** Opening PROVIDED INFORMATION block **

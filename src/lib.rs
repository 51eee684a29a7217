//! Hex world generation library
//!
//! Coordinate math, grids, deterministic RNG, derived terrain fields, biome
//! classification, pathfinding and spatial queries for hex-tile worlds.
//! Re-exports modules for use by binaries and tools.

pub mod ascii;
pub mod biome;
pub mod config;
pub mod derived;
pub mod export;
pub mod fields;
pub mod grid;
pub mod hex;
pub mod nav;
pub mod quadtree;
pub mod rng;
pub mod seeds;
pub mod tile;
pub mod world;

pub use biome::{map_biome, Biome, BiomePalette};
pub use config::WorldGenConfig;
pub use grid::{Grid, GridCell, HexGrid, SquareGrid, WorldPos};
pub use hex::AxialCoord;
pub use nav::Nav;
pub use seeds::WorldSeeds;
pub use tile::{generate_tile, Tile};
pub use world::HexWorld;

** Closing PROVIDED INFORMATION block **
** Opening PROVIDED INFORMATION block **

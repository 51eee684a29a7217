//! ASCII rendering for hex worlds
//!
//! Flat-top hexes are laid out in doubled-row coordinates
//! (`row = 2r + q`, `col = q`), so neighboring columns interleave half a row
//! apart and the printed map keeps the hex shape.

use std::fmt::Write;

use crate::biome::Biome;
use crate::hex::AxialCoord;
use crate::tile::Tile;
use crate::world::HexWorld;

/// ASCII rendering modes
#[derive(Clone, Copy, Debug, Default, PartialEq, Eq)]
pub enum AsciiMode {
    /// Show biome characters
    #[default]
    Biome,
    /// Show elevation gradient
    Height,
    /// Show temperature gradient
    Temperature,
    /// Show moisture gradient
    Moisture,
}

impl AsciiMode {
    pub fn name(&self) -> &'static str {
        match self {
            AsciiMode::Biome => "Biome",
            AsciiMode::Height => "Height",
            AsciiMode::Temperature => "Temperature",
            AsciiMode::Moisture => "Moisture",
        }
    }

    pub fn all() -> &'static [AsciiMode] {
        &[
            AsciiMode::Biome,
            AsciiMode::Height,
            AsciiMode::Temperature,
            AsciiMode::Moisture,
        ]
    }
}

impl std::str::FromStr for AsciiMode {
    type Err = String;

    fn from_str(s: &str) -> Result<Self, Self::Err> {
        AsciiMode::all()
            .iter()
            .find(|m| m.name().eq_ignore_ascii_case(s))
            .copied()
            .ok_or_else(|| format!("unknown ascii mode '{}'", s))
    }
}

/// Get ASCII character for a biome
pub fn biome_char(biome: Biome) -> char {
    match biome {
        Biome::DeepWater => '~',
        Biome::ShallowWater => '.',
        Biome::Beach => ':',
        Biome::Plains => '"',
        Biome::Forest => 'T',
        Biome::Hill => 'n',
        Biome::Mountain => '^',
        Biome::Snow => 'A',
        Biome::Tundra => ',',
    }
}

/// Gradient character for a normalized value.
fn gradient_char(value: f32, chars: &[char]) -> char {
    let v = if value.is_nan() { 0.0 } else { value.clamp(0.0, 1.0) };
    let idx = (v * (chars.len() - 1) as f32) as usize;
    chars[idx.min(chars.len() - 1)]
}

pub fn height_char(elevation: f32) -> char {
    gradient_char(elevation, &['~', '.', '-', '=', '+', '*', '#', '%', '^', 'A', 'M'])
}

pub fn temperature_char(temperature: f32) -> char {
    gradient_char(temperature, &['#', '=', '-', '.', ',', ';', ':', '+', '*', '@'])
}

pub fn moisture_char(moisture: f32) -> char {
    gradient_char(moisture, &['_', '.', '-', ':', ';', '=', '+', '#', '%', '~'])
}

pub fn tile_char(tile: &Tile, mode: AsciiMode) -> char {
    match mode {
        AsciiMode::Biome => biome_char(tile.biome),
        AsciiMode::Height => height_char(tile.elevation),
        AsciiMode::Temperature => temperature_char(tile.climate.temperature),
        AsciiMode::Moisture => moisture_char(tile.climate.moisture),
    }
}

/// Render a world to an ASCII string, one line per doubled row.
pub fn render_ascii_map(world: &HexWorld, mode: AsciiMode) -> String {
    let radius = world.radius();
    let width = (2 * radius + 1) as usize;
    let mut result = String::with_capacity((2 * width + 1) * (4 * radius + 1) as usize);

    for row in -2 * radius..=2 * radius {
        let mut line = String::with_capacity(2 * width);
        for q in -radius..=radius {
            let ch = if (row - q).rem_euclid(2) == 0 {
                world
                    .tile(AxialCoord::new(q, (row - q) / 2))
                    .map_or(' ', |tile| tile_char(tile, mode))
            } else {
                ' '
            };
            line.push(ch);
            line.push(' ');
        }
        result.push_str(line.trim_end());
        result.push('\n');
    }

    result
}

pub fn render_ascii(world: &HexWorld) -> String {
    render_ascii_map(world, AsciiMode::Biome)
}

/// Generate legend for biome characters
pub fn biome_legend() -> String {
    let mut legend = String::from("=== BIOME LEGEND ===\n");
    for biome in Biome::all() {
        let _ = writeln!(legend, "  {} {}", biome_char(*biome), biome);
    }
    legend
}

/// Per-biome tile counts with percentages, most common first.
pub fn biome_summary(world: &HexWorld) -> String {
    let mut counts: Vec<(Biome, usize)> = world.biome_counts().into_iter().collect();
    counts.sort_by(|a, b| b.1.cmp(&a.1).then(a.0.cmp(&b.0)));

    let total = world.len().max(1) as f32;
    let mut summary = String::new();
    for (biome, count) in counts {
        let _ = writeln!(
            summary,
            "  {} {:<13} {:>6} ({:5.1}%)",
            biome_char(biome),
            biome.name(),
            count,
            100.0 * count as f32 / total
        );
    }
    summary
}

** Closing PROVIDED INFORMATION block **

§ EXERCISE DETAILS
Scan the lines above for the word "config" and copy every one where it occurs.

§ RESPONSE BELOW
pub mod config;
pub use config::WorldGenConfig;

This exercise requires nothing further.